真也が横たわるベッドの横に、結月が座っている。


「ゆづ......」


結月がゆかりの方を向く。


「あまり、気にしすぎるなよ」


結月の反応はない。


「別に死んだわけじゃねぇし、その内、目を覚ます」


彼女はうつむく。


「......私が行ってみようなんて言うから――」


「そうじゃない、そうじゃねぇぞ、ゆづ」


ゆかりは結月の肩に手を当てる。


「こいつのことだ、行く前からそんなことは覚悟決めてたと思うぞ」


結月が顔を上げる。


「真也は良くも悪くも慎重派だと思う。チキンで腰が重いとバカにはしたが、それはリスクを考えられるからこそだ」


「......」


「だからこそ、異能の気配を感じた瞬間にお前を遠ざけたんだ。

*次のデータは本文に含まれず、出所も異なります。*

use crate::domain::model::Registration;
use crate::utils::error::{Result, SolverError};
use crate::utils::validation::{
    require_non_empty, validate_path, validate_url, Validate, PLACEHOLDER_PATTERN,
};
use serde::{Deserialize, Serialize};
use std::path::{Path, PathBuf};

pub const DEFAULT_OUTPUT_DIR: &str = "output";

/// On-disk configuration. Every value is optional here so that command line
/// flags and environment variables can fill the gaps before `resolve`.
#[derive(Debug, Clone, Default, Serialize, Deserialize)]
pub struct AppConfig {
    #[serde(default)]
    pub app: AppSection,
    #[serde(default)]
    pub output: OutputSection,
}

#[derive(Debug, Clone, Default, Serialize, Deserialize)]
pub struct AppSection {
    pub name: Option<String>,
    #[serde(alias = "regNo")]
    pub reg_no: Option<String>,
    pub email: Option<String>,
    #[serde(alias = "generateWebhookUrl")]
    pub generate_webhook_url: Option<String>,
}

#[derive(Debug, Clone, Default, Serialize, Deserialize)]
pub struct OutputSection {
    pub dir: Option<String>,
}

/// Values that take precedence over the file, usually from the command line.
#[derive(Debug, Clone, Default)]
pub struct ConfigOverrides {
    pub name: Option<String>,
    pub reg_no: Option<String>,
    pub email: Option<String>,
    pub generate_webhook_url: Option<String>,
    pub output_dir: Option<String>,
}

/// Everything one run of the flow needs.
#[derive(Debug, Clone)]
pub struct FlowConfig {
    pub generate_webhook_url: String,
    pub registration: Registration,
    pub output_dir: PathBuf,
}

impl AppConfig {
    pub fn from_file<P: AsRef<Path>>(path: P) -> Result<Self> {
        let content = std::fs::read_to_string(&path)?;
        Self::from_toml_str(&content)
    }

    /// Missing files are not an error; the defaults are returned instead.
    pub fn from_optional_file<P: AsRef<Path>>(path: P) -> Result<Self> {
        if path.as_ref().exists() {
            Self::from_file(path)
        } else {
            tracing::debug!(
                "No configuration file at {}, using defaults",
                path.as_ref().display()
            );
            Ok(Self::default())
        }
    }

    pub fn from_toml_str(content: &str) -> Result<Self> {
        let processed_content = Self::substitute_env_vars(content)?;

        toml::from_str(&processed_content).map_err(|e| SolverError::ConfigError {
            message: format!("TOML parsing error: {}", e),
        })
    }

    /// Replaces `${VAR}` with the environment value; unset variables stay as written
    /// and are rejected later by `resolve`.
    fn substitute_env_vars(content: &str) -> Result<String> {
        use regex::Regex;
        let re = Regex::new(PLACEHOLDER_PATTERN).map_err(|e| SolverError::ConfigError {
            message: format!("Invalid substitution pattern: {}", e),
        })?;

        let result = re.replace_all(content, |caps: &regex::Captures| {
            let var_name = &caps[1];
            std::env::var(var_name).unwrap_or_else(|_| format!("${{{}}}", var_name))
        });

        Ok(result.to_string())
    }

    pub fn apply_overrides(&mut self, overrides: ConfigOverrides) {
        fn set(slot: &mut Option<String>, value: Option<String>) {
            if value.is_some() {
                *slot = value;
            }
        }

        set(&mut self.app.name, overrides.name);
        set(&mut self.app.reg_no, overrides.reg_no);
        set(&mut self.app.email, overrides.email);
        set(&mut self.app.generate_webhook_url, overrides.generate_webhook_url);
        set(&mut self.output.dir, overrides.output_dir);
    }

    pub fn resolve(self) -> Result<FlowConfig> {
        let config = FlowConfig {
            generate_webhook_url: require_non_empty(
                "app.generate_webhook_url",
                self.app.generate_webhook_url,
            )?,
            registration: Registration {
                name: require_non_empty("app.name", self.app.name)?,
                reg_no: require_non_empty("app.reg_no", self.app.reg_no)?,
                email: require_non_empty("app.email", self.app.email)?,
            },
            output_dir: PathBuf::from(
                self.output
                    .dir
                    .unwrap_or_else(|| DEFAULT_OUTPUT_DIR.to_string()),
            ),
        };

        config.validate()?;
        Ok(config)
    }
}

impl Validate for FlowConfig {
    fn validate(&self) -> Result<()> {
        validate_url("app.generate_webhook_url", &self.generate_webhook_url)?;
        validate_path("output.dir", &self.output_dir.to_string_lossy())?;
        Ok(())
    }
}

いざって時に、そうしようと決めてたんだと思う」


彼女の目が潤む。


「普段は頼りねぇくせに男見せやがって」


ゆかりは微笑み、結月の頭をなでる。


「だから、そんな落ち込んでやるな」


ゆかりは結月を抱きしめた。



「そう......」


藍は小さく息を吐く。


「さっき、“統領”から連絡が来た」


かおりも静かに息を吐く。


「また、始まるのね」


「......まだ断定はできないけど」


藍が何かに気づく。


「まさか、哲が駆り出されたのも?」


「そうかもしれない」


かおりはうつむく。


「だったらなおさら、二人を守らないとね」


「ああ、それに、ある意味チャンスかもしれない」


「チャンス?」


彼女は腕を組む。


「私たちにも、あの子たちにも、時間ができた。合法的にね」


「なるほど」


藍は口に手を当てる。


「どの道、目途が付くまで、私たちはここを出ることができない」


「確かに、鍛えるにはもってこいかもね」


「あの子たちも、本質的な異能の脅威を認識したはずだ」


「そうね。鉄は熱いうちに叩けというし」


「ただ、真也も目覚めてないし、結月ちゃんにも時間は必要だろう。数日休ませて、二人にも話そうと思う」


「オッケー」


カウンター奥の扉が開く。


「姉御、容器回収したから、戻るわ」


ゆかりは鍵をかおりへ手渡す。


「保護特例の話は?」


「ゆづにはさっきした」


「なんか言ってた?」


「分かったって」


かおりと藍は神妙な表情を浮かべる。


「あと、ゆづん家に説明に行ってくる」


藍がエプロンを取る。


「私も行くわ、久々に顔も見せたいし」


「助かるぜ、藍の姉御」


かおりは立ち上がる。


「真也は、私が見ておくから、三人で行ってきて」


藍とゆかりはうなずく。


「はぁ~、正直、署に戻りたくねぇ......」


ゆかりはうなだれる。


「大丈夫でしょ? あの人は哲と動いてるんでしょ?」


「そうだけど......」


藍がゆかりの背中をポンと叩く。


「元締めも言ってくれてるだろうし、私もこの後、連絡しとくわ」


「恩に着る、姉御ぉ」


かおりは小さくため息をつく。


「さすがに、理解してくれると思うけどね」


ゆかりは手を横に振る。


「いやいや、娘のことになると空気変わるからな」


かおりと藍は苦笑いを浮かべる。


「まあ、徹底しているという点では私たち以上かも」


「だろ? ゆづが実は異能を発現してたとか口が裂けても言えない」


「隠し通せるとも思わないけどね」


「それでもだ!」


「はいはい、大丈夫よ。その時は私が何とかするから。あなたは目の前のことをやりなさい」


かおりはそっとゆかりの頭をなでた。